### Problem to solve
Print, exactly as written, the line containing "async fn test_bridge_restart_replays_json()" and every line after it, ending with the final line of the data below.

### Data shown
···

//! # Cache Handoff
//!
//! A subscriber going away arms the event service cache; the next one
//! replays what was captured before reading live.
//!
//! ```text
//! Subscriber A ──deinit──→ cache running ──init──→ Subscriber B
//!      ↑                        ↑                      │
//!   live 0                  cache 3, 4        replay 1..4, then live 5
//! ```

#[cfg(test)]
mod tests {
    use std::sync::Arc;

    use events_bus::{
        EventsBridge, EventsRegistry, InMemoryEventService, InMemoryProxy, SubscriberOptions,
    };
    use events_types::{EventParams, EventReceiveOp, EventsConfig, RC_TIMEOUT};

    // =============================================================================
    // TEST FIXTURES
    // =============================================================================

    fn setup() -> (Arc<EventsRegistry>, InMemoryEventService) {
        let config = EventsConfig::default();
        let proxy = InMemoryProxy::new(&config);
        let service = InMemoryEventService::new(proxy.clone(), &config);
        let registry =
            EventsRegistry::new(config, Arc::new(proxy), Arc::new(service.clone())).unwrap();
        (Arc::new(registry), service)
    }

    fn cached_options() -> SubscriberOptions {
        SubscriberOptions {
            use_cache: true,
            recv_timeout_ms: 100,
            ..SubscriberOptions::default()
        }
    }

    fn numbered(n: u32) -> EventParams {
        [("n".to_string(), n.to_string())].into_iter().collect()
    }

    fn number_of(op: &EventReceiveOp) -> u32 {
        let (_, params) = op.parse_event().unwrap();
        params["n"].parse().unwrap()
    }

    // =============================================================================
    // REGISTRY LEVEL
    // =============================================================================

    #[tokio::test]
    async fn test_restart_resumes_from_cache() {
        let (registry, service) = setup();
        let publisher = registry.init_publisher("sonic-events-swss").await.unwrap();

        let first = registry.init_subscriber(&cached_options()).await.unwrap();
        for n in 0..3 {
            registry
                .publish(publisher, "tick", Some(&numbered(n)))
                .await
                .unwrap();
        }
        let op = registry.receive(first).await;
        assert_eq!(number_of(&op), 0);

        // 1 and 2 are still queued on the socket; shutdown seeds the cache
        // with them.
        assert!(registry.deinit_subscriber(first).await);
        assert!(service.is_caching());

        for n in 3..5 {
            registry
                .publish(publisher, "tick", Some(&numbered(n)))
                .await
                .unwrap();
        }

        let second = registry.init_subscriber(&cached_options()).await.unwrap();
        assert_ne!(first, second);
        assert!(!service.is_caching());

        registry
            .publish(publisher, "tick", Some(&numbered(5)))
            .await
            .unwrap();

        let mut seen = Vec::new();
        let mut missed = Vec::new();
        for _ in 0..5 {
            let op = registry.receive(second).await;
            assert!(op.is_ok(), "rc {}", op.rc);
            seen.push(number_of(&op));
            missed.push(op.missed_count);
        }

        assert_eq!(seen, vec![1, 2, 3, 4, 5]);
        // Event 0 went to the previous subscriber; this one never saw it.
        assert_eq!(missed, vec![1, 0, 0, 0, 0]);
        assert_eq!(registry.receive(second).await.rc, RC_TIMEOUT);
    }

    /// The cache holds more than one proxy channel's worth of events.
    #[tokio::test]
    async fn test_long_absence_replays_everything() {
        let (registry, service) = setup();
        let first = registry.init_subscriber(&cached_options()).await.unwrap();
        assert!(registry.deinit_subscriber(first).await);

        let publisher = registry.init_publisher("sonic-events-swss").await.unwrap();
        for n in 0..1500 {
            registry
                .publish(publisher, "tick", Some(&numbered(n)))
                .await
                .unwrap();
        }

        let second = registry.init_subscriber(&cached_options()).await.unwrap();
        for expected in 0..1500 {
            let op = registry.receive(second).await;
            assert!(op.is_ok(), "rc {} at {expected}", op.rc);
            assert_eq!(number_of(&op), expected);
            assert_eq!(op.missed_count, 0);
        }
        assert_eq!(registry.receive(second).await.rc, RC_TIMEOUT);
        assert_eq!(service.overflowed(), 0);
    }

    #[tokio::test]
    async fn test_no_cache_without_previous_subscriber() {
        let (registry, service) = setup();
        let publisher = registry.init_publisher("sonic-events-swss").await.unwrap();

        registry
            .publish(publisher, "early", Some(&numbered(0)))
            .await
            .unwrap();

        let sub = registry.init_subscriber(&cached_options()).await.unwrap();
        assert!(!service.is_caching());
        registry
            .publish(publisher, "late", Some(&numbered(1)))
            .await
            .unwrap();

        let op = registry.receive(sub).await;
        assert_eq!(number_of(&op), 1);
        assert_eq!(op.missed_count, 1);
        assert_eq!(registry.receive(sub).await.rc, RC_TIMEOUT);
    }

    #[tokio::test]
    async fn test_service_down_degrades_to_live() {
        let (registry, service) = setup();
        service.set_available(false);

        let sub = registry.init_subscriber(&cached_options()).await.unwrap();
        let publisher = registry.init_publisher("sonic-events-swss").await.unwrap();
        registry
            .publish(publisher, "tick", Some(&numbered(7)))
            .await
            .unwrap();

        let op = registry.receive(sub).await;
        assert!(op.is_ok());
        assert_eq!(number_of(&op), 7);

        assert!(registry.deinit_subscriber(sub).await);
        assert!(!service.is_caching());
    }

    // =============================================================================
    // BRIDGE LEVEL
    // =============================================================================

    #[tokio::test]
    async fn test_bridge_restart_replays_json() {
        let (registry, _service) = setup();
        let bridge = EventsBridge::new(registry);
        let args = r#"{"recv_timeout": 100}"#;

        let publisher = bridge
            .init_publisher_wrap(Some(r#"{"source": "sonic-events-bgp"}"#))
            .await;
        let first = bridge.init_subscriber_wrap(Some(args)).await;
        assert_ne!(first, 0);

        let rc = bridge
            .publish_wrap(publisher, Some(r#"{"tag": "state", "params": {"n": "0"}}"#))
            .await;
        assert_eq!(rc, 0);
        let (rc, _) = bridge.receive_wrap(first, 4096).await;
        assert!(rc > 0);
        bridge.deinit_subscriber_wrap(first).await;

        for n in 1..3 {
            let args = format!(r#"{{"tag": "state", "params": {{"n": "{n}"}}}}"#);
            assert_eq!(bridge.publish_wrap(publisher, Some(&args)).await, 0);
        }

        let second = bridge.init_subscriber_wrap(Some(args)).await;
        for expected in 1..3 {
            let (rc, json) = bridge.receive_wrap(second, 4096).await;
            assert_eq!(rc as usize, json.len());
            let op = EventReceiveOp::from_json(&json).unwrap();
            assert_eq!(number_of(&op), expected);
        }

        let (rc, json) = bridge.receive_wrap(second, 4096).await;
        assert_eq!(rc, 0);
        assert!(json.is_empty());

        bridge.deinit_subscriber_wrap(second).await;
        bridge.deinit_publisher_wrap(publisher).await;
    }
}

···

### Completed task
    async fn test_bridge_restart_replays_json() {
        let (registry, _service) = setup();
        let bridge = EventsBridge::new(registry);
        let args = r#"{"recv_timeout": 100}"#;

        let publisher = bridge
            .init_publisher_wrap(Some(r#"{"source": "sonic-events-bgp"}"#))
            .await;
        let first = bridge.init_subscriber_wrap(Some(args)).await;
        assert_ne!(first, 0);

        let rc = bridge
            .publish_wrap(publisher, Some(r#"{"tag": "state", "params": {"n": "0"}}"#))
            .await;
        assert_eq!(rc, 0);
        let (rc, _) = bridge.receive_wrap(first, 4096).await;
        assert!(rc > 0);
        bridge.deinit_subscriber_wrap(first).await;

        for n in 1..3 {
            let args = format!(r#"{{"tag": "state", "params": {{"n": "{n}"}}}}"#);
            assert_eq!(bridge.publish_wrap(publisher, Some(&args)).await, 0);
        }

        let second = bridge.init_subscriber_wrap(Some(args)).await;
        for expected in 1..3 {
            let (rc, json) = bridge.receive_wrap(second, 4096).await;
            assert_eq!(rc as usize, json.len());
            let op = EventReceiveOp::from_json(&json).unwrap();
            assert_eq!(number_of(&op), expected);
        }

        let (rc, json) = bridge.receive_wrap(second, 4096).await;
        assert_eq!(rc, 0);
        assert!(json.is_empty());

        bridge.deinit_subscriber_wrap(second).await;
        bridge.deinit_publisher_wrap(publisher).await;
    }
}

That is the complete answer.